Physics Department, University of the Basque Country (UPV/EHU), Leioa, Basque Country, Leioa, Spain.
Department of Chemical Engineering, Columbia University, New York, New York 10027, USA.
J Chem Phys. 2023 Apr 28;158(16). doi: 10.1063/5.0146803.
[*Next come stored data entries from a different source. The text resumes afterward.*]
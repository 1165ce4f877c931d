use anyhow::{Context as _, Result};
use lms_start_templates::Templates;
use tera::{Context, Tera};

use crate::config::LauncherConfig;
use crate::console;

pub const BANNER: &str = "banner.txt.tera";
pub const SUMMARY: &str = "summary.txt.tera";
pub const DEFAULT_CONFIG: &str = "lms.toml";

pub struct TemplateEngine {
    tera: Tera,
}

impl TemplateEngine {
    pub fn new() -> Result<Self> {
        let mut tera = Tera::default();

        // Only .tera files are templates; the rest are read with get_raw().
        for file in Templates::iter() {
            let path = file.as_ref();
            if !path.ends_with(".tera") {
                continue;
            }
            if let Some(content) = Templates::get(path) {
                let content_str = std::str::from_utf8(content.data.as_ref())?;
                tera.add_raw_template(path, content_str)?;
            }
        }

        Ok(TemplateEngine { tera })
    }

    pub fn render(&self, template_name: &str, context: &Context) -> Result<String> {
        let result = self
            .tera
            .render(template_name, context)
            .with_context(|| format!("Failed to render template '{}'", template_name))?;
        Ok(result)
    }

    /// Read an embedded file as raw string without Tera rendering.
    pub fn get_raw(&self, path: &str) -> Result<String> {
        let content = Templates::get(path)
            .with_context(|| format!("Embedded file '{}' not found", path))?;
        let s = std::str::from_utf8(content.data.as_ref())
            .with_context(|| format!("Invalid UTF-8 in '{}'", path))?;
        Ok(s.to_string())
    }

    /// The "is running!" block printed once both servers are launched.
    pub fn banner(&self, config: &LauncherConfig) -> Result<String> {
        let mut ctx = Context::new();
        ctx.insert("rule", &console::rule());
        ctx.insert("short_name", &config.project.short_name);
        ctx.insert("backend_url", &config.backend.url);
        ctx.insert("frontend_url", &config.frontend.url);
        ctx.insert("open_browser", &config.browser.open);
        ctx.insert("browser_delay", &config.browser.delay_secs);
        self.render(BANNER, &ctx)
    }

    /// Closing block with the example logins.
    pub fn summary(&self, config: &LauncherConfig) -> Result<String> {
        let mut ctx = Context::new();
        ctx.insert("credentials", &config.credentials);
        self.render(SUMMARY, &ctx)
    }
}

#[cfg(test)]
mod tests {
    use super::*;

    #[test]
    fn default_config_template_matches_builtin_defaults() {
        let engine = TemplateEngine::new().unwrap();
        let raw = engine.get_raw(DEFAULT_CONFIG).unwrap();
        let parsed: LauncherConfig = toml::from_str(&raw).unwrap();
        assert_eq!(parsed, LauncherConfig::default());
    }

    #[test]
    fn banner_lists_both_endpoints() {
        let engine = TemplateEngine::new().unwrap();
        let text = engine.banner(&LauncherConfig::default()).unwrap();
        let lines: Vec<&str> = text.lines().collect();
        assert_eq!(lines[0], "=".repeat(55));
        assert_eq!(lines[1], "   🎉 RME LMS is running!");
        assert_eq!(lines[2], "");
        assert_eq!(lines[3], "   Backend:  http://10.10.11.243:3001");
        assert_eq!(lines[4], "   Frontend: http://10.10.11.243:5173");
        assert_eq!(lines[6], "   Opening browser in 3 seconds...");
        assert_eq!(lines[7], "=".repeat(55));
        assert_eq!(lines.len(), 8);
    }

    #[test]
    fn banner_without_browser() {
        let engine = TemplateEngine::new().unwrap();
        let mut config = LauncherConfig::default();
        config.browser.open = false;
        let text = engine.banner(&config).unwrap();
        assert!(text.contains("Browser launch disabled"));
        assert!(!text.contains("Opening browser"));
    }

    #[test]
    fn summary_prints_each_credential() {
        let engine = TemplateEngine::new().unwrap();
        let text = engine.summary(&LauncherConfig::default()).unwrap();
        assert!(text.contains("🎯 System started successfully!"));
        assert!(text.contains("📝 Login credentials:"));
        assert!(text.contains("   Admin: admin@company.com / admin123\n"));
        assert!(text.contains("   Employee: employee1@company.com / password123\n"));
        assert!(text.trim_end().ends_with("\n\nYou can close this window now."));
    }

    #[test]
    fn summary_skips_empty_credentials() {
        let engine = TemplateEngine::new().unwrap();
        let mut config = LauncherConfig::default();
        config.credentials.clear();
        let text = engine.summary(&config).unwrap();
        assert!(!text.contains("Login credentials"));
        assert!(text.contains("You can close this window now."));
    }
}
In this work, we present ænet-PyTorch, a PyTorch-based implementation for training artificial neural network-based machine learning interatomic potentials. Developed as an extension of the atomic energy network (ænet), ænet-PyTorch provides access to all the tools included in ænet for the application and usage of the potentials. The package has been designed as an alternative to the internal training capabilities of ænet, leveraging the power of graphic processing units to facilitate direct training on forces in addition to energies. This leads to a substantial reduction of the training time by one to two orders of magnitude compared to the central processing unit implementation, enabling direct training on forces for systems beyond small molecules. Here, we demonstrate the main features of ænet-PyTorch and show its performance on open databases. Our results show that training on all the force information within a dataset is not necessary, and including between 10% and 20% of the force information is sufficient to achieve optimally accurate interatomic potentials with the least computational resources.
在这项工作中,我们提出了 ænet-PyTorch,这是一个基于 PyTorch 的实现,用于训练基于人工神经网络的机器学习原子间势。作为原子能量网络 (ænet) 的扩展,ænet-PyTorch 提供了对 ænet 中包含的所有工具的访问,用于势的应用和使用。该软件包旨在替代 ænet 的内部训练功能,利用图形处理单元的强大功能,除了能量之外,还可以直接对力进行训练。与中央处理器实现相比,这将训练时间减少了一到两个数量级,从而能够对小分子以外的系统进行直接力训练。在这里,我们展示了 ænet-PyTorch 的主要功能,并展示了它在开放数据库上的性能。我们的结果表明,在一个数据集内对所有力信息进行训练并不是必需的,并且包含 10%到 20%的力信息就足以用最少的计算资源获得最佳准确的原子间势。